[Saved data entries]
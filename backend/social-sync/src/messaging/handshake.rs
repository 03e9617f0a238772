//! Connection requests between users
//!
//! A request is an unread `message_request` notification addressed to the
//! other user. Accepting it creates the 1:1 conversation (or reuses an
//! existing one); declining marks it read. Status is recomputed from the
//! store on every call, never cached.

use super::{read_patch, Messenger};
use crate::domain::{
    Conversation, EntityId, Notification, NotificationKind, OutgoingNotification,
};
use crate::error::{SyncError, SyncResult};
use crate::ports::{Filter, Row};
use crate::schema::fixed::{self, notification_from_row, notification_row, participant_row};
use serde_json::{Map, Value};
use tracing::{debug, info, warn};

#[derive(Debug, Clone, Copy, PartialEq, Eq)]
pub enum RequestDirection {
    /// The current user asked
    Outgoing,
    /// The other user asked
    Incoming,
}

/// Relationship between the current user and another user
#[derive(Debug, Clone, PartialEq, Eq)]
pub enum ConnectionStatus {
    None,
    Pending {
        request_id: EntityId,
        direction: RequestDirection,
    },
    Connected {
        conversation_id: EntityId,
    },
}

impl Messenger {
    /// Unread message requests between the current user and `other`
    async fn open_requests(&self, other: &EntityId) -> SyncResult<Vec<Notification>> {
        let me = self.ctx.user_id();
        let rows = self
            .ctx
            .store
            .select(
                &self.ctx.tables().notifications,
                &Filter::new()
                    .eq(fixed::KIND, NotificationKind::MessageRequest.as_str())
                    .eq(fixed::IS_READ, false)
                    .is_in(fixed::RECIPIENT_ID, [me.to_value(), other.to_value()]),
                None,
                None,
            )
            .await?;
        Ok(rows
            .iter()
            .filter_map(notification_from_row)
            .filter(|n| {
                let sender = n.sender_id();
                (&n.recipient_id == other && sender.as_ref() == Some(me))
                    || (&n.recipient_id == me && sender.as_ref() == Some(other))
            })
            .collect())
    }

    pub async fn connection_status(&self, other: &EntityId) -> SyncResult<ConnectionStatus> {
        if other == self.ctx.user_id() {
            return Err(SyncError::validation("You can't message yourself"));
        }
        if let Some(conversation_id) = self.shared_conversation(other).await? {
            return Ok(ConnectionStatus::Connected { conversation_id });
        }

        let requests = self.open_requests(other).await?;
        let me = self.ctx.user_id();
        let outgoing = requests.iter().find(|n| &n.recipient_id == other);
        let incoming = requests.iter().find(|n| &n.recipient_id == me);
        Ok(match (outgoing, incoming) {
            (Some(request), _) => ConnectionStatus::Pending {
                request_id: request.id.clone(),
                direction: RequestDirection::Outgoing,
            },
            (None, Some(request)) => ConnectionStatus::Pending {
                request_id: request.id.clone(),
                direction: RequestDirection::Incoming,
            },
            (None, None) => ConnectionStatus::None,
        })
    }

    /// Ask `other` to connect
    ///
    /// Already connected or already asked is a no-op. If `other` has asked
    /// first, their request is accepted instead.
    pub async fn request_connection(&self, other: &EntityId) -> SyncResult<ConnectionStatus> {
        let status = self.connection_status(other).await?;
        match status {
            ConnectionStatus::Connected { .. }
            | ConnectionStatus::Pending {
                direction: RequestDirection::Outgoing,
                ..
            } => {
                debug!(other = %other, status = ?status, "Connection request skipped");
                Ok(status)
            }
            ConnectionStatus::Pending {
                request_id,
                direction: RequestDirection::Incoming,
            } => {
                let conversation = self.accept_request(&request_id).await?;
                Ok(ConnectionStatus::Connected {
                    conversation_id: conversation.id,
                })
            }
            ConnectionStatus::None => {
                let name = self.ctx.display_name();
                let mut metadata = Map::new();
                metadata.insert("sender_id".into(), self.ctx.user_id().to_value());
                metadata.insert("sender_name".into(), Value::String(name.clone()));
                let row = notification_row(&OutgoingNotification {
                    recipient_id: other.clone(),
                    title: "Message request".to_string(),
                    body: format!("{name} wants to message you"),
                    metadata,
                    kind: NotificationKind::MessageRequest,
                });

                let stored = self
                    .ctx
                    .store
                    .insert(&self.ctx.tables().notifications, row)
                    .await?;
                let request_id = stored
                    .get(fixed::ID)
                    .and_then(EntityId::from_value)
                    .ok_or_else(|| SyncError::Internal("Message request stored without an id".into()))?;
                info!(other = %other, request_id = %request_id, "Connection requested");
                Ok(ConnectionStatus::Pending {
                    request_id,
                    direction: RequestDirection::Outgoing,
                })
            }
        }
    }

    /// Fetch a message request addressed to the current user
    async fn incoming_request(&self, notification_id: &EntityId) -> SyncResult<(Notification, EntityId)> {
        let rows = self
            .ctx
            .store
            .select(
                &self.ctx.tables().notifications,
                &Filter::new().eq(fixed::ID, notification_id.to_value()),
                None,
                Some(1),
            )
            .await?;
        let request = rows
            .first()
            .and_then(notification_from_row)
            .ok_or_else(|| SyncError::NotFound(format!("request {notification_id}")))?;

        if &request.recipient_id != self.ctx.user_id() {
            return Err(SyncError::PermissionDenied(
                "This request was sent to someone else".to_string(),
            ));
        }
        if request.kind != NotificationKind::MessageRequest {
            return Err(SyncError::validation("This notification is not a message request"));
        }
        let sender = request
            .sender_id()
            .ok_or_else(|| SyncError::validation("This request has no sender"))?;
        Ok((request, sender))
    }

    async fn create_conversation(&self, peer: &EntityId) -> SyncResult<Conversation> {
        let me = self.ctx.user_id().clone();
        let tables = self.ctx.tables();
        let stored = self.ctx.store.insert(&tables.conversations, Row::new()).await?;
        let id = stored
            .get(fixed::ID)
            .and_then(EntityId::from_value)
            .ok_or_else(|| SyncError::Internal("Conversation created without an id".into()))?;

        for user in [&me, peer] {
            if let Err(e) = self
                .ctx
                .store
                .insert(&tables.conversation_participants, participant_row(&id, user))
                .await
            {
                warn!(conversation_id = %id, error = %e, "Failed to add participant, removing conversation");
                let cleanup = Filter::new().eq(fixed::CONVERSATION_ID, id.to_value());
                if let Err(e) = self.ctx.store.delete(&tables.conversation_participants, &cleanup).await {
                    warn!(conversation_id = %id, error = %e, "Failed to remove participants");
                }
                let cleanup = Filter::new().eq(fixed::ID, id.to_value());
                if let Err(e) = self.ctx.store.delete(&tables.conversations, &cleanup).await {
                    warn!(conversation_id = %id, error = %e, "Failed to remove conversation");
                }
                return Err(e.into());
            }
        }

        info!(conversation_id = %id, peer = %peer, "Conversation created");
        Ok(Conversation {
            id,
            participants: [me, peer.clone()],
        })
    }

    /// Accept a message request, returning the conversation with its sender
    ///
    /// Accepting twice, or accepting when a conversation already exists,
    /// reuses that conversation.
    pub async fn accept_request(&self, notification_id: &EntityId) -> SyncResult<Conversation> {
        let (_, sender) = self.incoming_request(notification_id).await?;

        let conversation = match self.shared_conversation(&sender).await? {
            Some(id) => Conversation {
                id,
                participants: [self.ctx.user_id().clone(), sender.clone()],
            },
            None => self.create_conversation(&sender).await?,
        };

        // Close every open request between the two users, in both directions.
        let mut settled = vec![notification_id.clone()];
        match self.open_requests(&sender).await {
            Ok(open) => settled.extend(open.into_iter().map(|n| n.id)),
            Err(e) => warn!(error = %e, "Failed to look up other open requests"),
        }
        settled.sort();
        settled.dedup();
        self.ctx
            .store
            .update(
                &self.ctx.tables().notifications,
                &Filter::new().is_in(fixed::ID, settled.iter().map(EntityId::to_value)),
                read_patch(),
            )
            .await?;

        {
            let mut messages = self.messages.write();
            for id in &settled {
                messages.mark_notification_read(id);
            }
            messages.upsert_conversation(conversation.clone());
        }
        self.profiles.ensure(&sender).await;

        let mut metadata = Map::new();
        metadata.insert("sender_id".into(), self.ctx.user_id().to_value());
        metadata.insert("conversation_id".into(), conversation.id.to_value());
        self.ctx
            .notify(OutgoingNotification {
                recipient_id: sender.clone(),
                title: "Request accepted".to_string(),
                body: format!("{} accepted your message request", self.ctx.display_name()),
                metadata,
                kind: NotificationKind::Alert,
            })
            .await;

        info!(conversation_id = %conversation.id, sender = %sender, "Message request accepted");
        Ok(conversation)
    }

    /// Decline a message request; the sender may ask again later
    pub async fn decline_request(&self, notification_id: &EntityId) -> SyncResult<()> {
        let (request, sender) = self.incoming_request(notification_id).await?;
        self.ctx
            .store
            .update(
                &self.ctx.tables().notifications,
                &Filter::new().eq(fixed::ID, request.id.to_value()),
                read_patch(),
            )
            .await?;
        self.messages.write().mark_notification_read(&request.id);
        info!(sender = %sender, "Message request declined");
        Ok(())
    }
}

--

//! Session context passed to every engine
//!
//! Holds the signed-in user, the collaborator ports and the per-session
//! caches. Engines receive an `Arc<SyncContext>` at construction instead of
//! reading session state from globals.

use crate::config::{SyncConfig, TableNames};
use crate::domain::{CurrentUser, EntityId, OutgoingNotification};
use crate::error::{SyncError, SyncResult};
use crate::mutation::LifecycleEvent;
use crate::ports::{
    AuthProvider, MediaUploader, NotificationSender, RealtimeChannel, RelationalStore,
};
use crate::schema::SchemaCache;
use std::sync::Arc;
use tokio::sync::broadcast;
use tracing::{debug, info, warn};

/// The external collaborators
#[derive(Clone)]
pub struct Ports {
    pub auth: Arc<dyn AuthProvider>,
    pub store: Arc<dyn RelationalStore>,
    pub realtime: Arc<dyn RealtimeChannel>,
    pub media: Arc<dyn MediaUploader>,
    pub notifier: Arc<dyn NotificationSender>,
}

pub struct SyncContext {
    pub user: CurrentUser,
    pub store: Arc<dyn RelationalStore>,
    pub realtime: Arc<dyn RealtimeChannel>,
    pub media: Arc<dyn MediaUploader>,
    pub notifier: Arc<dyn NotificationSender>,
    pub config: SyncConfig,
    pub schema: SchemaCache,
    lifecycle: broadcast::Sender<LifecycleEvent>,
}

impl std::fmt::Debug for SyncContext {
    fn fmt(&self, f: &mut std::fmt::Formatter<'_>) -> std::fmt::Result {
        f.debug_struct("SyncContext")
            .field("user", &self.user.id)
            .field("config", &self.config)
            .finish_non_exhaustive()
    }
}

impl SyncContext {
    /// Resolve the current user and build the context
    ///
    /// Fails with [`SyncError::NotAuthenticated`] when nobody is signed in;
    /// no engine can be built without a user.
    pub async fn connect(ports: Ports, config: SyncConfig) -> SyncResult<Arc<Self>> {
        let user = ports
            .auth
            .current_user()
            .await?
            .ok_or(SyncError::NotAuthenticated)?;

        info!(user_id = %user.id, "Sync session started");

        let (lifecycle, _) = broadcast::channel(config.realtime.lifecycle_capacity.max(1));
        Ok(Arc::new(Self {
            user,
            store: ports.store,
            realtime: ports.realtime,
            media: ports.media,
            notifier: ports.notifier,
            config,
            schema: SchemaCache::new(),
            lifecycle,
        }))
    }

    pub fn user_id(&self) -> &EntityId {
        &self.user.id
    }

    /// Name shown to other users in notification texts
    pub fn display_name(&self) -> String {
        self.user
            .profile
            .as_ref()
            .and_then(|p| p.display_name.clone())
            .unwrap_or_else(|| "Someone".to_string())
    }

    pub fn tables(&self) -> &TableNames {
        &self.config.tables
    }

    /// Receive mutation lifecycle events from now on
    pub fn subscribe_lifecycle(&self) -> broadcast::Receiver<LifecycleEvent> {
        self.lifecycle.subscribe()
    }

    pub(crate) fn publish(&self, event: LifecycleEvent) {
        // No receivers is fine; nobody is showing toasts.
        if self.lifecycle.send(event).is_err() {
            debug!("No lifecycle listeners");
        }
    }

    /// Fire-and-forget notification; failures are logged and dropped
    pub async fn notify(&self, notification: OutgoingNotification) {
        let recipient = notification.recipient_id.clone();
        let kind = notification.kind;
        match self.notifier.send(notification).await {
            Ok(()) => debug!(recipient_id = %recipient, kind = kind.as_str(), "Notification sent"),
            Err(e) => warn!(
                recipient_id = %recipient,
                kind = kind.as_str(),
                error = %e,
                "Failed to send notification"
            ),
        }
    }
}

--

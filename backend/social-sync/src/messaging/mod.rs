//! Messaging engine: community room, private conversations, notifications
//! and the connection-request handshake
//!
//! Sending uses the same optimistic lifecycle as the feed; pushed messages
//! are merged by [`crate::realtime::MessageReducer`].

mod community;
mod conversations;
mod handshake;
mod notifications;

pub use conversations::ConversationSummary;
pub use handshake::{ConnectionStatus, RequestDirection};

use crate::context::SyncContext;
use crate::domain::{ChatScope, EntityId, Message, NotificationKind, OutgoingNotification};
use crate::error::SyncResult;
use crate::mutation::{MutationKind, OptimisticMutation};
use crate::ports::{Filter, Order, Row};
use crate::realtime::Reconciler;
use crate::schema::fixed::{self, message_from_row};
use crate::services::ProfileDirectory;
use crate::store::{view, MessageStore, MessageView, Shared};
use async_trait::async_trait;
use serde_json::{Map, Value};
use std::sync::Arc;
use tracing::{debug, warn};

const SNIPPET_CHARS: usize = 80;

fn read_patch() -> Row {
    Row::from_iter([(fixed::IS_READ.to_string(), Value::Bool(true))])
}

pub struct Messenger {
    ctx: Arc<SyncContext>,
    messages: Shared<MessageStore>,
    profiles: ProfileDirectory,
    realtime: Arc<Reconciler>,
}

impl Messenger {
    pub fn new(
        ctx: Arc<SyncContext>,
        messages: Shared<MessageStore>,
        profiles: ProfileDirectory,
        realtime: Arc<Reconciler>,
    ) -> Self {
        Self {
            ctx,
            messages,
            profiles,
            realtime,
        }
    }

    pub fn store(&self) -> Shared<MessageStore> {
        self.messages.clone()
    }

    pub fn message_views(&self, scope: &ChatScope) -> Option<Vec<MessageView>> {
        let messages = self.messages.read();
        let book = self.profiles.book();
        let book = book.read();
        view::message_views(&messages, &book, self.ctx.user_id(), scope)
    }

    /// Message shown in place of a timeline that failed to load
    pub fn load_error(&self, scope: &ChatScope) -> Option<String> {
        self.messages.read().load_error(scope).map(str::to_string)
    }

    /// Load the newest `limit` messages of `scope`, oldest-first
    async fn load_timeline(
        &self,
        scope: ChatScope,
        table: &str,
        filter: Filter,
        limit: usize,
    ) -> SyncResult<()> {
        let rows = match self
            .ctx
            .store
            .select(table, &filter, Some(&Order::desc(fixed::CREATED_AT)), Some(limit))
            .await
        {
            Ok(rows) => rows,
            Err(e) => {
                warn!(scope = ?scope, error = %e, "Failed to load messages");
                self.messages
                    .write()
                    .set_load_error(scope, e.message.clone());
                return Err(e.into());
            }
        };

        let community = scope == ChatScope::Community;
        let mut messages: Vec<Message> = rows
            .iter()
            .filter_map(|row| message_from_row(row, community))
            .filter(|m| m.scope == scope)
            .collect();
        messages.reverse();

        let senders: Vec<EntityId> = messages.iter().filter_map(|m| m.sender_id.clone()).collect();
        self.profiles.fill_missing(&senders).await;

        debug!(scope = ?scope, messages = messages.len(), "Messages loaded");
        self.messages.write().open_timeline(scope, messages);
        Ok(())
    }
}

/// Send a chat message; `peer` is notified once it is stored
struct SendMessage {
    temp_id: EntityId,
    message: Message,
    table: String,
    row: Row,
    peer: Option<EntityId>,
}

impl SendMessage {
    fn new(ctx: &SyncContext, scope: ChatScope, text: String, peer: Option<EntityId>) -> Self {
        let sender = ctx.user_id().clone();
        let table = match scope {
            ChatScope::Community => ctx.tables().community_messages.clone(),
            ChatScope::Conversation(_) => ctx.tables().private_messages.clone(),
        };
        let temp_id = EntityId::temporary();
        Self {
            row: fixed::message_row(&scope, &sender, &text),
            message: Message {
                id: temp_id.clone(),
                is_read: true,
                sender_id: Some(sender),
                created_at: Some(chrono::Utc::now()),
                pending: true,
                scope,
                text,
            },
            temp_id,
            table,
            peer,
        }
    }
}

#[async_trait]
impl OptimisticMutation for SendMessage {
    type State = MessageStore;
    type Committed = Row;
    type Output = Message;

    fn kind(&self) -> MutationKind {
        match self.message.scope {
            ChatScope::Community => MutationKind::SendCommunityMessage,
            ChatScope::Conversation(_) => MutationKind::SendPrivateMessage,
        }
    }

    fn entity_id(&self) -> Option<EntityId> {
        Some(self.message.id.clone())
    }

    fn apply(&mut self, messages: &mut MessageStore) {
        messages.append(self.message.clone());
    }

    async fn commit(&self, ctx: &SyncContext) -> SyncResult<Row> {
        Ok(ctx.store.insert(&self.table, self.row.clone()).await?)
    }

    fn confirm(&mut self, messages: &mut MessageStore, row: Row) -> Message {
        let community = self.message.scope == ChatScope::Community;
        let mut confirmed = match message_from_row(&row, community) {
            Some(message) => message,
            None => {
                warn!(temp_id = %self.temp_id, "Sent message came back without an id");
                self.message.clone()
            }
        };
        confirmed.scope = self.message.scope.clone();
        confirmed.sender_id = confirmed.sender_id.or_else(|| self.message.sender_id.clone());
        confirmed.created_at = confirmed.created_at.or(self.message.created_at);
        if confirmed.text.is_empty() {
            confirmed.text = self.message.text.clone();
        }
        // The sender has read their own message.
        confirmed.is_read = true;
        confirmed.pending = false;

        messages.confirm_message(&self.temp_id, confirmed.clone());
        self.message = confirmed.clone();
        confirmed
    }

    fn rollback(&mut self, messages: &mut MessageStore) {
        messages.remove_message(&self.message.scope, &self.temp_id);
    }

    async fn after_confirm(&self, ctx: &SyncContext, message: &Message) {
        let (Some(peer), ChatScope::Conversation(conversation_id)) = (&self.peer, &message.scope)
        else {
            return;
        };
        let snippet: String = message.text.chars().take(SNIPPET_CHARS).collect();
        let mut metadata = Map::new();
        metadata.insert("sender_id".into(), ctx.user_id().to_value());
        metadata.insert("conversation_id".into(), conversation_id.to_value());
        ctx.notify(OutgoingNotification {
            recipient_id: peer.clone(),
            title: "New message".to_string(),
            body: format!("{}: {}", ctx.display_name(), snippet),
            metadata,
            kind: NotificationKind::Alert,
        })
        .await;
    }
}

## WORK INSTRUCTION
Go through the entries and copy every line with "schema".

## OUTPUT OF THE TASK
use crate::schema::fixed::{self, notification_from_row, notification_row, participant_row};
use crate::schema::SchemaCache;
    pub schema: SchemaCache,
            schema: SchemaCache::new(),
use crate::schema::fixed::{self, message_from_row};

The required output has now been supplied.